- [Problem] Copy out each line of the entries below in which the string "PlaythroughExpectationFn" appears.

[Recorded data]
........
use std::fs;
use std::io::ErrorKind;
use std::path::{Path, PathBuf};
use std::sync::Arc;

use anyhow::{Context, Result};
use treasure_game::record;
use treasure_game::{
    AchievementId, GameConfig, GameContent, GameProgress, KeyValueStore, ManualClock,
    ProgressSummary, SessionError, TreasureSession,
};

use crate::storage::FileStore;

/// Milliseconds the replay clock moves forward per action.
const ACTION_TICK_MILLIS: i64 = 1_000;
const REPLAY_EPOCH_MILLIS: i64 = 1_700_000_000_000;

/// Immutable content and configuration shared by every playthrough.
#[derive(Debug, Clone)]
pub struct TesterAssets {
    content: GameContent,
    config: GameConfig,
}

impl TesterAssets {
    /// Load the bundled web assets, falling back to defaults when a file is
    /// missing or malformed.
    pub fn load_default() -> Self {
        let base = Self::assets_data_root();
        let content =
            Self::load_content_from(&base.join("game-content.json")).unwrap_or_else(|err| {
                log::warn!("bundled content unavailable: {err:#}");
                GameContent::empty()
            });
        let config = Self::load_config_from(&base.join("config.json")).unwrap_or_else(|err| {
            log::warn!("bundled config unavailable: {err:#}");
            GameConfig::default()
        });
        Self { content, config }
    }

    /// Load content from an explicit file, keeping the bundled configuration.
    pub fn with_content_file(path: &Path) -> Result<Self> {
        let content = Self::load_content_from(path)?;
        let config = Self::load_config_from(&Self::assets_data_root().join("config.json"))
            .unwrap_or_default();
        Ok(Self { content, config })
    }

    pub const fn content(&self) -> &GameContent {
        &self.content
    }

    pub const fn config(&self) -> &GameConfig {
        &self.config
    }

    fn assets_data_root() -> PathBuf {
        PathBuf::from(env!("CARGO_MANIFEST_DIR"))
            .join("..")
            .join("treasure-web")
            .join("static")
            .join("assets")
            .join("data")
    }

    fn load_content_from(path: &Path) -> Result<GameContent> {
        let json = fs::read_to_string(path)
            .with_context(|| format!("reading {}", path.display()))?;
        GameContent::from_json(&json).with_context(|| format!("parsing {}", path.display()))
    }

    fn load_config_from(path: &Path) -> Result<GameConfig> {
        let json = fs::read_to_string(path)
            .with_context(|| format!("reading {}", path.display()))?;
        GameConfig::from_json(&json).with_context(|| format!("parsing {}", path.display()))
    }
}

/// One scripted player action.
#[derive(Debug, Clone, PartialEq, Eq)]
pub enum Action {
    Click(String),
    /// Click the first `n` treasures in content order.
    ClickFirst(usize),
    ClickScenario(String),
    ClickAll,
    Answer(String, usize),
    AnswerCorrect(String),
    AnswerWrong(String),
    /// Answer the first `n` quizzes in content order correctly.
    AnswerFirst(usize),
    AnswerAllCorrect,
    Reset,
    /// Drop the session and open a new one over the same store.
    Reload,
    /// Overwrite the saved record with raw text, then reload.
    CorruptSave(String),
}

/// Declarative plan for one playthrough.
#[derive(Debug, Clone, Default)]
pub struct PlaythroughPlan {
    pub actions: Vec<Action>,
    pub expectations: Vec<PlaythroughExpectation>,
}

impl PlaythroughPlan {
    #[must_use]
    pub fn new(actions: Vec<Action>) -> Self {
        Self {
            actions,
            expectations: Vec::new(),
        }
    }

    #[must_use]
    pub fn then(mut self, action: Action) -> Self {
        self.actions.push(action);
        self
    }

    #[must_use]
    pub fn with_expectation(mut self, expectation: impl Into<PlaythroughExpectation>) -> Self {
        self.expectations.push(expectation.into());
        self
    }
}

/// Assertion hook run after a playthrough completes.
type PlaythroughExpectationFn =
    Arc<dyn Fn(&PlaythroughSummary) -> Result<()> + Send + Sync + 'static>;

#[derive(Clone)]
pub struct PlaythroughExpectation(PlaythroughExpectationFn);

impl std::fmt::Debug for PlaythroughExpectation {
    fn fmt(&self, f: &mut std::fmt::Formatter<'_>) -> std::fmt::Result {
        f.debug_struct("PlaythroughExpectation").finish()
    }
}

impl PlaythroughExpectation {
    pub fn evaluate(&self, summary: &PlaythroughSummary) -> Result<()> {
        (self.0)(summary)
    }
}

impl<F> From<F> for PlaythroughExpectation
where
    F: Fn(&PlaythroughSummary) -> Result<()> + Send + Sync + 'static,
{
    fn from(f: F) -> Self {
        Self(Arc::new(f))
    }
}

/// Complete record of a playthrough.
#[derive(Debug, Clone)]
pub struct PlaythroughSummary {
    pub steps: usize,
    pub progress: GameProgress,
    /// Unlocks in the order they were reported, across reloads.
    pub unlock_log: Vec<AchievementId>,
    /// Number of outcomes that asked for a celebration.
    pub celebrations: usize,
    pub correct_answers: usize,
    pub wrong_answers: usize,
    pub rejected: Vec<SessionError>,
    pub storage_degraded: bool,
    /// What a fresh process would load from disk after the run.
    pub persisted: Option<GameProgress>,
    pub overview: ProgressSummary,
}

impl PlaythroughSummary {
    pub fn unlocked(&self, id: AchievementId) -> bool {
        self.unlock_log.contains(&id)
    }

    pub fn unlock_count(&self, id: AchievementId) -> usize {
        self.unlock_log.iter().filter(|entry| **entry == id).count()
    }
}

/// Headless runner replaying plans against a file-backed store.
#[derive(Debug, Clone)]
pub struct GameTester {
    assets: Arc<TesterAssets>,
    verbose: bool,
}

impl GameTester {
    pub const fn new(assets: Arc<TesterAssets>, verbose: bool) -> Self {
        Self { assets, verbose }
    }

    pub fn assets(&self) -> &TesterAssets {
        &self.assets
    }

    /// Replay `plan` against a store rooted at `store_dir`. Any previous
    /// record in that directory is discarded first.
    pub fn run_plan(&self, plan: &PlaythroughPlan, store_dir: &Path) -> Result<PlaythroughSummary> {
        match fs::remove_dir_all(store_dir) {
            Err(err) if err.kind() != ErrorKind::NotFound => {
                return Err(err).with_context(|| format!("clearing {}", store_dir.display()));
            }
            _ => {}
        }

        let store = FileStore::new(store_dir);
        let clock = ManualClock::starting_at(REPLAY_EPOCH_MILLIS);
        let mut run = Playthrough {
            tester: self,
            store: store.clone(),
            clock: clock.clone(),
            session: self.open_session(&store, &clock),
            unlock_log: Vec::new(),
            celebrations: 0,
            correct_answers: 0,
            wrong_answers: 0,
            rejected: Vec::new(),
        };
        run.absorb_opening_unlocks();

        for action in &plan.actions {
            clock.advance(ACTION_TICK_MILLIS);
            run.apply(action)?;
        }

        let durable = run.session.store();
        let key = durable.key();
        let persisted = durable
            .storage()
            .get(key)
            .with_context(|| format!("reading back {key}"))?
            .and_then(|raw| record::decode(&raw).ok());

        Ok(PlaythroughSummary {
            steps: plan.actions.len(),
            progress: run.session.snapshot().clone(),
            unlock_log: run.unlock_log,
            celebrations: run.celebrations,
            correct_answers: run.correct_answers,
            wrong_answers: run.wrong_answers,
            rejected: run.rejected,
            storage_degraded: run.session.storage_degraded(),
            persisted,
            overview: run.session.summary(),
        })
    }

    fn open_session(
        &self,
        store: &FileStore,
        clock: &ManualClock,
    ) -> TreasureSession<FileStore, ManualClock> {
        TreasureSession::open(
            store.clone(),
            clock.clone(),
            self.assets.content.clone(),
            self.assets.config.clone(),
        )
    }

    fn treasure_ids(&self) -> impl Iterator<Item = &str> {
        self.assets
            .content
            .scenarios
            .iter()
            .flat_map(|scenario| scenario.treasures.iter())
            .map(|treasure| treasure.id.as_str())
    }
}

struct Playthrough<'a> {
    tester: &'a GameTester,
    store: FileStore,
    clock: ManualClock,
    session: TreasureSession<FileStore, ManualClock>,
    unlock_log: Vec<AchievementId>,
    celebrations: usize,
    correct_answers: usize,
    wrong_answers: usize,
    rejected: Vec<SessionError>,
}

impl Playthrough<'_> {
    fn apply(&mut self, action: &Action) -> Result<()> {
        if self.tester.verbose {
            log::info!("action {action:?}");
        }
        match action {
            Action::Click(id) => self.click(id),
            Action::ClickFirst(count) => {
                let ids: Vec<String> = self
                    .tester
                    .treasure_ids()
                    .take(*count)
                    .map(str::to_string)
                    .collect();
                ids.iter().for_each(|id| self.click(id));
            }
            Action::ClickScenario(scenario_id) => {
                let ids: Vec<String> = self
                    .tester
                    .assets
                    .content
                    .scenario(scenario_id)
                    .map(|scenario| scenario.treasures.iter().map(|t| t.id.clone()).collect())
                    .unwrap_or_default();
                ids.iter().for_each(|id| self.click(id));
            }
            Action::ClickAll => {
                let ids: Vec<String> = self.tester.treasure_ids().map(str::to_string).collect();
                ids.iter().for_each(|id| self.click(id));
            }
            Action::Answer(id, choice) => self.answer(id, *choice),
            Action::AnswerCorrect(id) => self.answer_by(id, true),
            Action::AnswerWrong(id) => self.answer_by(id, false),
            Action::AnswerFirst(count) => {
                let ids: Vec<String> = self
                    .tester
                    .treasure_ids()
                    .take(*count)
                    .map(str::to_string)
                    .collect();
                ids.iter().for_each(|id| self.answer_by(id, true));
            }
            Action::AnswerAllCorrect => {
                let ids: Vec<String> = self.tester.treasure_ids().map(str::to_string).collect();
                ids.iter().for_each(|id| self.answer_by(id, true));
            }
            Action::Reset => {
                self.session.reset();
            }
            Action::Reload => self.reload(),
            Action::CorruptSave(raw) => {
                let key = &self.tester.assets.config.storage_key;
                self.store
                    .set(key, raw)
                    .with_context(|| format!("overwriting {key}"))?;
                self.reload();
            }
        }
        Ok(())
    }

    fn click(&mut self, treasure_id: &str) {
        match self.session.click_treasure(treasure_id) {
            Ok(outcome) => {
                self.celebrations += usize::from(outcome.celebrate);
                self.unlock_log.extend(outcome.unlocked);
            }
            Err(err) => self.reject(err),
        }
    }

    fn answer(&mut self, treasure_id: &str, choice: usize) {
        match self.session.answer_quiz(treasure_id, choice) {
            Ok(outcome) => {
                if outcome.correct {
                    self.correct_answers += 1;
                } else {
                    self.wrong_answers += 1;
                }
                self.celebrations += usize::from(outcome.celebrate);
                self.unlock_log.extend(outcome.unlocked);
            }
            Err(err) => self.reject(err),
        }
    }

    fn answer_by(&mut self, treasure_id: &str, correct: bool) {
        let Some(quiz) = self
            .tester
            .assets
            .content
            .find_treasure(treasure_id)
            .map(|treasure| &treasure.quiz)
        else {
            self.reject(SessionError::UnknownTreasure(treasure_id.to_string()));
            return;
        };
        let choice = if correct || quiz.options.len() < 2 {
            quiz.correct_answer
        } else {
            (quiz.correct_answer + 1) % quiz.options.len()
        };
        self.answer(treasure_id, choice);
    }

    fn reject(&mut self, err: SessionError) {
        log::debug!("action rejected: {err}");
        self.rejected.push(err);
    }

    fn reload(&mut self) {
        self.session = self.tester.open_session(&self.store, &self.clock);
        self.absorb_opening_unlocks();
    }

    /// Opening a session syncs achievements; unlocks recorded there were
    /// earned by earlier actions and belong in the log too.
    fn absorb_opening_unlocks(&mut self) {
        for id in AchievementId::ALL {
            let recorded = self.session.snapshot().has_achievement(id.as_str());
            if recorded && !self.unlock_log.contains(&id) {
                self.unlock_log.push(id);
            }
        }
    }
}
........
- [Response]
type PlaythroughExpectationFn =
pub struct PlaythroughExpectation(PlaythroughExpectationFn);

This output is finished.